### Description of the task
Reproduce each line of the entries that carries "before".

### Data in this exercise
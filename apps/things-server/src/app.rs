//! Wiring: registry, caller resolver and gateway, built once at startup.

use std::sync::Arc;

use access_control::OperationRegistry;
use anyhow::Context;
use api_gateway::{api_router, build_access_policy, secure};
use axum::Router;
use caller_resolver_sdk::CallerResolverClient;
use static_caller_plugin::StaticCallerResolver;

use crate::config::AppConfig;

fn registry(cfg: &AppConfig) -> anyhow::Result<OperationRegistry> {
    OperationRegistry::from_config(&cfg.access_control)
        .context("invalid access_control configuration")
}

/// Build the fully guarded router.
pub fn build(cfg: &AppConfig) -> anyhow::Result<Router> {
    let registry = Arc::new(registry(cfg)?);
    let resolver: Arc<dyn CallerResolverClient> =
        Arc::new(StaticCallerResolver::from_config(&cfg.authn));

    secure(api_router(registry.clone()), &cfg.api_gateway, registry, resolver)
        .context("invalid api_gateway route bindings")
}

/// Validate the configuration without serving.
pub fn check(cfg: &AppConfig) -> anyhow::Result<()> {
    let registry = registry(cfg)?;
    build_access_policy(&cfg.api_gateway, &registry)
        .context("invalid api_gateway route bindings")?;

    tracing::info!(
        operations = registry.len(),
        routes = cfg.api_gateway.routes.len(),
        open_to_everyone = registry.conflicting_operations().len(),
        "configuration is valid"
    );
    Ok(())
}

/// Serve until Ctrl-C.
pub async fn serve(cfg: &AppConfig) -> anyhow::Result<()> {
    let router = build(cfg)?;
    let addr = cfg.api_gateway.bind_addr.as_str();

    let listener = tokio::net::TcpListener::bind(addr)
        .await
        .with_context(|| format!("failed to bind {addr}"))?;
    tracing::info!(addr, "things-server listening");

    axum::serve(listener, router)
        .with_graceful_shutdown(shutdown_signal())
        .await
        .context("server terminated")?;

    tracing::info!("things-server stopped");
    Ok(())
}

async fn shutdown_signal() {
    if let Err(err) = tokio::signal::ctrl_c().await {
        tracing::error!(error = %err, "failed to listen for shutdown signal");
        std::future::pending::<()>().await;
    }
    tracing::info!("shutdown signal received");
}
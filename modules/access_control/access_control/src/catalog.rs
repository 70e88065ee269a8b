//! Default operation catalog of the reader and admin application.
//!
//! Bulk deletes are disabled outright; everything that mutates content or
//! users is reserved to application administrators.

use std::collections::BTreeMap;

use access_control_sdk::Role;

const ADMIN: &[Role] = &[Role::ApplicationAdministrator];
const ANYONE: &[Role] = &[Role::Any];
const NOBODY: &[Role] = &[Role::None];

pub const LIST_OPERATIONS: &str = "list_operations";
pub const VIEW_OWN_PRIVILEGES: &str = "view_own_privileges";
pub const VIEW_HEALTH: &str = "view_health";

static DEFAULT_OPERATIONS: &[(&str, &[Role])] = &[
    // articles
    ("create_article", ADMIN),
    ("list_article", ANYONE),
    ("view_article", ANYONE),
    ("view_article_details", ADMIN),
    ("update_article", ADMIN),
    ("delete_article", ADMIN),
    ("delete_all_article", NOBODY),
    // authors
    ("create_author", ADMIN),
    ("list_author", ANYONE),
    ("view_author", ANYONE),
    ("view_author_details", ADMIN),
    ("update_author", ADMIN),
    ("delete_author", ADMIN),
    ("delete_all_author", NOBODY),
    // users
    ("create_user", ADMIN),
    ("create_anonymous_user", ANYONE),
    ("update_user", ADMIN),
    ("delete_user", ADMIN),
    ("list_user", ANYONE),
    ("view_user", ANYONE),
    ("impersonate_user", ADMIN),
    // utilities
    ("reseed_db", ADMIN),
    ("wipe_db", ADMIN),
    // access control introspection
    (LIST_OPERATIONS, ADMIN),
    (VIEW_OWN_PRIVILEGES, ANYONE),
    (VIEW_HEALTH, ANYONE),
];

/// The built-in operation table, keyed by operation name.
#[must_use]
pub fn default_operations() -> BTreeMap<String, Vec<Role>> {
    DEFAULT_OPERATIONS
        .iter()
        .map(|(name, roles)| ((*name).to_owned(), roles.to_vec()))
        .collect()
}
use std::sync::Arc;

use axum::http::{HeaderMap, Method, StatusCode};
use caller_resolver_sdk::{CallerResolverClient, CallerResolverError};
use things_security::CallerContext;

use crate::error::problem;

/// Shared state for the authentication middleware.
#[derive(Clone)]
pub struct AuthState {
    pub resolver: Arc<dyn CallerResolverClient>,
}

/// What the `Authorization` header carries.
#[derive(Debug, PartialEq, Eq)]
enum Credentials<'a> {
    Absent,
    Bearer(&'a str),
    Malformed,
}

/// Authentication middleware that resolves the caller for every request.
///
/// For each request:
/// 1. Skips CORS preflight requests
/// 2. Without an `Authorization` header: inserts an anonymous `CallerContext`
/// 3. With a bearer token: calls the caller resolver and inserts the result
/// 4. Anything else in `Authorization`: 401
pub async fn authn_middleware(
    axum::extract::State(state): axum::extract::State<AuthState>,
    mut req: axum::extract::Request,
    next: axum::middleware::Next,
) -> axum::response::Response {
    if is_preflight_request(req.method(), req.headers()) {
        return next.run(req).await;
    }

    match extract_credentials(req.headers()) {
        Credentials::Absent => {
            req.extensions_mut().insert(CallerContext::anonymous());
            next.run(req).await
        }
        Credentials::Malformed => problem(
            StatusCode::UNAUTHORIZED,
            "Missing or invalid Authorization header",
        ),
        Credentials::Bearer(token) => match state.resolver.resolve(token).await {
            Ok(caller) => {
                tracing::debug!(caller = caller.label(), "caller resolved");
                req.extensions_mut().insert(caller);
                next.run(req).await
            }
            Err(err) => resolver_error_to_response(err),
        },
    }
}

/// Convert `CallerResolverError` to an HTTP response.
fn resolver_error_to_response(err: CallerResolverError) -> axum::response::Response {
    match err {
        CallerResolverError::Unauthorized(msg) => {
            tracing::debug!("caller resolution rejected: {msg}");
            problem(StatusCode::UNAUTHORIZED, "Unauthorized")
        }
        CallerResolverError::ServiceUnavailable(msg) => {
            tracing::error!("caller resolver unavailable: {msg}");
            problem(
                StatusCode::SERVICE_UNAVAILABLE,
                "Authentication service unavailable",
            )
        }
        CallerResolverError::Internal(msg) => {
            tracing::error!("caller resolver internal error: {msg}");
            problem(
                StatusCode::INTERNAL_SERVER_ERROR,
                "Internal authentication error",
            )
        }
    }
}

fn extract_credentials(headers: &HeaderMap) -> Credentials<'_> {
    let Some(value) = headers.get(axum::http::header::AUTHORIZATION) else {
        return Credentials::Absent;
    };

    value
        .to_str()
        .ok()
        .and_then(|s| s.strip_prefix("Bearer "))
        .map(str::trim)
        .filter(|token| !token.is_empty())
        .map_or(Credentials::Malformed, Credentials::Bearer)
}

/// Check if this is a CORS preflight request
///
/// Preflight requests are OPTIONS requests with:
/// - Origin header present
/// - Access-Control-Request-Method header present
pub(crate) fn is_preflight_request(method: &Method, headers: &HeaderMap) -> bool {
    method == Method::OPTIONS
        && headers.contains_key(axum::http::header::ORIGIN)
        && headers.contains_key(axum::http::header::ACCESS_CONTROL_REQUEST_METHOD)
}

#[cfg(test)]
#[cfg_attr(coverage_nightly, coverage(off))]
mod tests {
    use super::*;
    use axum::http::HeaderValue;
    use axum::http::header::{ACCESS_CONTROL_REQUEST_METHOD, AUTHORIZATION, ORIGIN};

    fn headers_with_authorization(value: &'static str) -> HeaderMap {
        let mut headers = HeaderMap::new();
        headers.insert(AUTHORIZATION, HeaderValue::from_static(value));
        headers
    }

    #[test]
    fn missing_header_is_absent() {
        assert_eq!(extract_credentials(&HeaderMap::new()), Credentials::Absent);
    }

    #[test]
    fn bearer_token_is_extracted_and_trimmed() {
        let headers = headers_with_authorization("Bearer  abc123 ");
        assert_eq!(extract_credentials(&headers), Credentials::Bearer("abc123"));
    }

    #[test]
    fn non_bearer_scheme_is_malformed() {
        let headers = headers_with_authorization("Basic dXNlcjpwYXNz");
        assert_eq!(extract_credentials(&headers), Credentials::Malformed);
    }

    #[test]
    fn empty_bearer_token_is_malformed() {
        let headers = headers_with_authorization("Bearer   ");
        assert_eq!(extract_credentials(&headers), Credentials::Malformed);
    }

    #[test]
    fn preflight_requires_origin_and_request_method() {
        let mut headers = HeaderMap::new();
        headers.insert(ORIGIN, HeaderValue::from_static("https://reader.example.com"));
        assert!(!is_preflight_request(&Method::OPTIONS, &headers));

        headers.insert(ACCESS_CONTROL_REQUEST_METHOD, HeaderValue::from_static("PATCH"));
        assert!(is_preflight_request(&Method::OPTIONS, &headers));
        assert!(!is_preflight_request(&Method::GET, &headers));
    }
}
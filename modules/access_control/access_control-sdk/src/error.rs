//! Error types for role configuration.

use thiserror::Error;

/// Errors raised while building role configuration.
#[derive(Debug, Clone, PartialEq, Eq, Error)]
pub enum RoleSetError {
    /// An empty role set would silently deny every caller.
    #[error("allowed role set must not be empty")]
    Empty,
}
//! Wiring-time errors for the operation registry.

use thiserror::Error;

#[derive(Debug, Clone, PartialEq, Eq, Error)]
pub enum RegistryError {
    #[error("operation '{operation}' has an empty allowed role set")]
    EmptyRoleSet { operation: String },

    #[error("operation '{0}' is registered twice")]
    DuplicateOperation(String),

    #[error("unknown operation '{0}'")]
    UnknownOperation(String),
}
#![cfg_attr(coverage_nightly, feature(coverage_attribute))]
//! Access control module.
//!
//! - [`decide`] / [`decide_for_owner`] - Stateless precedence-table engine
//! - [`OperationRegistry`] - Operation name to [`AllowedRoleSet`], built at wiring time
//! - [`AccessControlConfig`] - Configuration section, defaults to [`catalog::default_operations`]
//!
//! ## Usage
//!
//! ```ignore
//! let registry = OperationRegistry::from_config(&cfg.access_control)?;
//! registry.check("update_article", &caller)?.into_result()?;
//! ```
//!
//! ## Resource ownership
//!
//! The gateway guard only knows the route, so it calls
//! [`OperationRegistry::check`], where `self` never grants. A handler serving
//! an operation that lists `self` must load the resource and call
//! [`OperationRegistry::check_for_owner`] with the owner's subject id:
//!
//! ```ignore
//! let profile = profiles.get(&user_id).await?;
//! registry
//!     .check_for_owner("update_profile", &caller, &profile.owner_id)?
//!     .into_result()?;
//! ```

pub mod catalog;
pub mod config;
pub mod engine;
pub mod error;
pub mod registry;

pub use access_control_sdk::{AccessDecision, AccessDenied, AllowedRoleSet, DenialKind, Grant, Role};
pub use config::AccessControlConfig;
pub use engine::{PrecedenceRule, decide, decide_for_owner};
pub use error::RegistryError;
pub use registry::OperationRegistry;
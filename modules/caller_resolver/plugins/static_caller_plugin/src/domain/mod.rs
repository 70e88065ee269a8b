//! Domain layer for the static caller resolver plugin.

pub mod client;
pub mod service;

pub use service::Service;
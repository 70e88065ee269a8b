#![cfg_attr(coverage_nightly, feature(coverage_attribute))]
//! API Gateway
//!
//! Puts every request through two middlewares before it reaches a handler:
//!
//! 1. [`auth::authn_middleware`] resolves the caller from the bearer token
//!    (anonymous when no `Authorization` header is sent)
//! 2. [`access::access_middleware`] maps `(method, path)` to a protected
//!    operation and asks the access decision engine whether the caller may
//!    invoke it
//!
//! Content modules merge their own routers into [`api_router`] before the
//! result is wrapped with [`secure`].

pub mod access;
pub mod auth;
pub mod config;
pub mod error;
pub mod handlers;
pub mod routes;

use std::sync::Arc;

use access_control::OperationRegistry;
use axum::Router;
use axum::routing::get;
use caller_resolver_sdk::CallerResolverClient;
use tower_http::trace::TraceLayer;

pub use access::{AccessPolicy, AccessState, build_access_policy};
pub use auth::AuthState;
pub use config::{ApiGatewayConfig, RouteBinding};
pub use error::GatewayError;

/// Endpoints owned by the gateway itself.
#[must_use]
pub fn api_router(registry: Arc<OperationRegistry>) -> Router {
    Router::new()
        .route("/health", get(handlers::health))
        .route("/api/v1/me", get(handlers::me))
        .route("/api/v1/me/privileges", get(handlers::privileges))
        .route("/api/v1/operations", get(handlers::operations))
        .with_state(registry)
}

/// Wrap `router` with request tracing, caller resolution and route guarding.
///
/// # Errors
///
/// Fails when a route binding is malformed or names an operation missing
/// from `registry`.
pub fn secure(
    router: Router,
    cfg: &ApiGatewayConfig,
    registry: Arc<OperationRegistry>,
    resolver: Arc<dyn CallerResolverClient>,
) -> Result<Router, GatewayError> {
    let policy = build_access_policy(cfg, &registry)?;
    let access_state = AccessState { policy, registry };
    let auth_state = AuthState { resolver };

    Ok(router
        .layer(axum::middleware::from_fn_with_state(
            access_state,
            access::access_middleware,
        ))
        .layer(axum::middleware::from_fn_with_state(
            auth_state,
            auth::authn_middleware,
        ))
        .layer(TraceLayer::new_for_http()))
}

### Expected output
//! Puts every request through two middlewares before it reaches a handler:
//! Content modules merge their own routers into [`api_router`] before the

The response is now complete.